- Born: Ahmed Elkadi August 1, 1940 Egypt
- Died: 11 April 2009 (aged 68) Tampa, Florida
- Other names: Dr.Elkadi
- Citizenship: American
- Occupation: Doctor

= Ahmed Elkadi =

American Muslim activist (1940–2009)

Ahmed Elkadi (August 1, 1940, in Egypt – April 11, 2009) was a prominent leader of the U.S. Muslim Brotherhood and other organizations including the Islamic Circle of North America (ICNA), the Muslim Youth of North America (MYNA) and the Islamic Medical Association (IMA). He is considered to have been instrumental in the founding of the Muslim American Society. He died in Tampa, Florida, at the age of 69.

== Community ==
In the mid-1980s, Bay County's Islamic community began to grow. One of its earliest residents and founder, the late Dr. Ahmed Elkadi, saw the need for an Islamic School, so he established the Islamic Community School (ICS).
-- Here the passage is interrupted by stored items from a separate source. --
//! The solve pipeline.
//!
//! ## Purpose
//!
//! This module runs one complete solve: validate the input, build the
//! linear system, reduce it to RREF, optionally snap the reduced matrix to
//! a power-of-two grid, extract determined cells, and assemble the result.
//!
//! ## Design notes
//!
//! * **Stateless**: Each run builds, consumes, and discards its own matrix.
//!   Repeated solves are independent; callers wanting memoization cache at
//!   their own layer.
//! * **Snapping**: Off by default. When enabled, the reduced matrix is
//!   snapped to the configured power-of-two grid before extraction,
//!   flushing elimination noise at the cost of distorting values that do
//!   not lie on the grid.
//! * **Empty system**: A single-row pyramid with no known cells produces no
//!   equations at all. The reduction requires a non-empty matrix, so that
//!   case short-circuits to an all-unknown result.
//!
//! ## Non-goals
//!
//! * No caching across solves.
//! * No cancellation; a solve completes in time polynomial in the (small)
//!   pyramid size.

// Internal dependencies
use crate::algorithms::constraints::build_constraints;
use crate::algorithms::extraction::extract_solution;
use crate::engine::output::WallSolution;
use crate::engine::validator::Validator;
use crate::math::linalg::{reduce_to_rref, FloatLinalg};
use crate::math::rounding::snap_slice;
use crate::primitives::errors::WallError;

// ============================================================================
// Solve Configuration
// ============================================================================

/// Configuration for one solve.
#[derive(Debug, Clone, Copy, PartialEq, Eq, Default)]
pub struct SolveConfig {
    /// Snap every entry of the reduced matrix to the nearest multiple of
    /// `2^exponent` before extraction. `None` leaves the matrix exact.
    pub snap_exponent: Option<i32>,
}

// ============================================================================
// Executor
// ============================================================================

/// Runs the build → reduce → extract pipeline.
pub struct WallExecutor;

impl WallExecutor {
    /// Solve a pyramid from its row count and flat known-value array.
    pub fn run<T: FloatLinalg>(
        rows: usize,
        flat: &[Option<T>],
        config: &SolveConfig,
    ) -> Result<WallSolution<T>, WallError> {
        Validator::validate_rows(rows)?;
        Validator::validate_flat(rows, flat)?;
        if let Some(exponent) = config.snap_exponent {
            Validator::validate_snap_exponent(exponent)?;
        }

        let matrix = build_constraints(rows, flat);
        if matrix.is_empty() {
            // rows == 1 with no known cells: nothing to derive from.
            return Ok(WallSolution::undetermined(rows, flat));
        }

        let mut reduced = reduce_to_rref(matrix);
        if let Some(exponent) = config.snap_exponent {
            snap_slice(reduced.as_mut_slice(), exponent);
        }

        let solution = extract_solution(&reduced);
        Ok(WallSolution::from_extraction(rows, flat, solution))
    }
}
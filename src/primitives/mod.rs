//! Layer 1: Primitives
//!
//! # Purpose
//!
//! This layer provides the fundamental data structures shared by every
//! other layer:
//! - The crate-wide error type (`WallError`)
//! - Augmented-matrix storage for the linear system
//!
//! These carry no solving logic of their own.
//!
//! # Architecture
//!
//! ```text
//! API
//!   ↓
//! Layer 5: Adapters
//!   ↓
//! Layer 4: Engine
//!   ↓
//! Layer 3: Algorithms
//!   ↓
//! Layer 2: Math
//!   ↓
//! Layer 1: Primitives ← You are here
//! ```

/// Error types for pyramid solving.
pub mod errors;

/// Augmented-matrix storage.
pub mod matrix;
//! Layer 3: Algorithms
//!
//! # Purpose
//!
//! This layer holds the puzzle-specific algorithmic content:
//! - Translating pyramid structure and known cells into a linear system
//! - Recovering uniquely determined cells from the reduced system
//!
//! # Architecture
//!
//! ```text
//! API
//!   ↓
//! Layer 5: Adapters
//!   ↓
//! Layer 4: Engine
//!   ↓
//! Layer 3: Algorithms ← You are here
//!   ↓
//! Layer 2: Math
//!   ↓
//! Layer 1: Primitives
//! ```

/// Building the augmented matrix from pyramid structure and known cells.
pub mod constraints;

/// Extracting determined cells from the reduced matrix.
pub mod extraction;
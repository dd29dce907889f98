//! Error types for pyramid construction and solving.
//!
//! ## Purpose
//!
//! This module defines `WallError`, the single error type returned by every
//! fallible operation in the crate: builder validation, textual parsing, and
//! matrix construction from external data.
//!
//! ## Design notes
//!
//! * An inconsistent puzzle is NOT an error — it is a normal solve outcome
//!   reported through the solution's `inconsistent` flag. `WallError` covers
//!   malformed input and contract violations only.
//! * `Display` is hand-written so the type works without `std`; the
//!   `std::error::Error` impl is feature-gated.

// Feature-gated imports
#[cfg(not(feature = "std"))]
use alloc::string::String;
#[cfg(feature = "std")]
use std::string::String;

// External dependencies
use core::fmt;

// ============================================================================
// WallError
// ============================================================================

/// Errors that can occur while building or solving a number pyramid.
#[derive(Debug, Clone, PartialEq)]
pub enum WallError {
    /// The input contained no pyramid rows at all.
    EmptyInput,

    /// The row count is outside the supported range (must be at least 1).
    InvalidRows(usize),

    /// The flat value array does not match the cell count for the row count.
    MismatchedInput {
        /// Number of cells implied by the row count.
        expected: usize,
        /// Number of cells actually supplied.
        got: usize,
    },

    /// A cell coordinate lies outside its row.
    InvalidCellIndex {
        /// Row of the offending coordinate.
        row: usize,
        /// Column of the offending coordinate.
        col: usize,
    },

    /// A supplied value is not finite (NaN or infinite).
    InvalidNumericValue(String),

    /// A matrix row has the wrong number of columns.
    RaggedMatrix {
        /// Index of the offending row.
        row: usize,
        /// Expected column count.
        expected: usize,
        /// Actual column count.
        got: usize,
    },

    /// A textual pyramid row holds the wrong number of cells.
    MalformedRow {
        /// One-based pyramid row number (blank lines not counted).
        line: usize,
        /// Expected cell count for that row.
        expected: usize,
        /// Actual cell count found.
        got: usize,
    },

    /// A textual cell is neither a finite number nor `?`.
    InvalidToken {
        /// One-based pyramid row number (blank lines not counted).
        line: usize,
        /// The offending token.
        token: String,
    },

    /// The snapping exponent is outside the supported range.
    InvalidSnapExponent(i32),

    /// A builder parameter was configured more than once.
    DuplicateParameter {
        /// Name of the duplicated parameter.
        parameter: &'static str,
    },
}

// ============================================================================
// Display
// ============================================================================

impl fmt::Display for WallError {
    fn fmt(&self, f: &mut fmt::Formatter<'_>) -> fmt::Result {
        match self {
            Self::EmptyInput => write!(f, "Input contains no pyramid rows"),
            Self::InvalidRows(rows) => {
                write!(f, "Invalid row count: {} (must be at least 1)", rows)
            }
            Self::MismatchedInput { expected, got } => {
                write!(f, "Cell count mismatch: expected {} cells, got {}", expected, got)
            }
            Self::InvalidCellIndex { row, col } => {
                write!(f, "Invalid cell ({}, {}): column must not exceed row", row, col)
            }
            Self::InvalidNumericValue(detail) => {
                write!(f, "Invalid numeric value: {}", detail)
            }
            Self::RaggedMatrix { row, expected, got } => {
                write!(
                    f,
                    "Ragged matrix: row {} has {} columns, expected {}",
                    row, got, expected
                )
            }
            Self::MalformedRow { line, expected, got } => {
                write!(
                    f,
                    "Malformed pyramid row {}: expected {} cells, got {}",
                    line, expected, got
                )
            }
            Self::InvalidToken { line, token } => {
                write!(
                    f,
                    "Invalid cell '{}' in pyramid row {} (expected a finite number or '?')",
                    token, line
                )
            }
            Self::InvalidSnapExponent(exponent) => {
                write!(
                    f,
                    "Invalid snap exponent: {} (must be in [-32, 32])",
                    exponent
                )
            }
            Self::DuplicateParameter { parameter } => {
                write!(
                    f,
                    "Parameter '{}' was set multiple times. Each parameter can only be configured once.",
                    parameter
                )
            }
        }
    }
}

#[cfg(feature = "std")]
impl std::error::Error for WallError {}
The school was located in Springfield, Florida, and operated until June 1995. When ICS closed, Panama City Advanced School (PCAS) took its place in the spring of 1995. At first, PCAS used the Bay County Islamic Society facilities.

== Activism ==
Founder or co-founder of:

- Islamic Circle of North America (ICNA)
- Muslim Youth of North America (MYNA)
- Islamic Medical Association of North America
- Federation of Islamic Medical Associations
- Bay County Islamic Society
- Muslim American Society – co-founded with Omar Soubani of Lansing, Michigan and Jamal Badawi of Halifax, Nova Scotia in 1993. Zuhair Nurani was registered agent.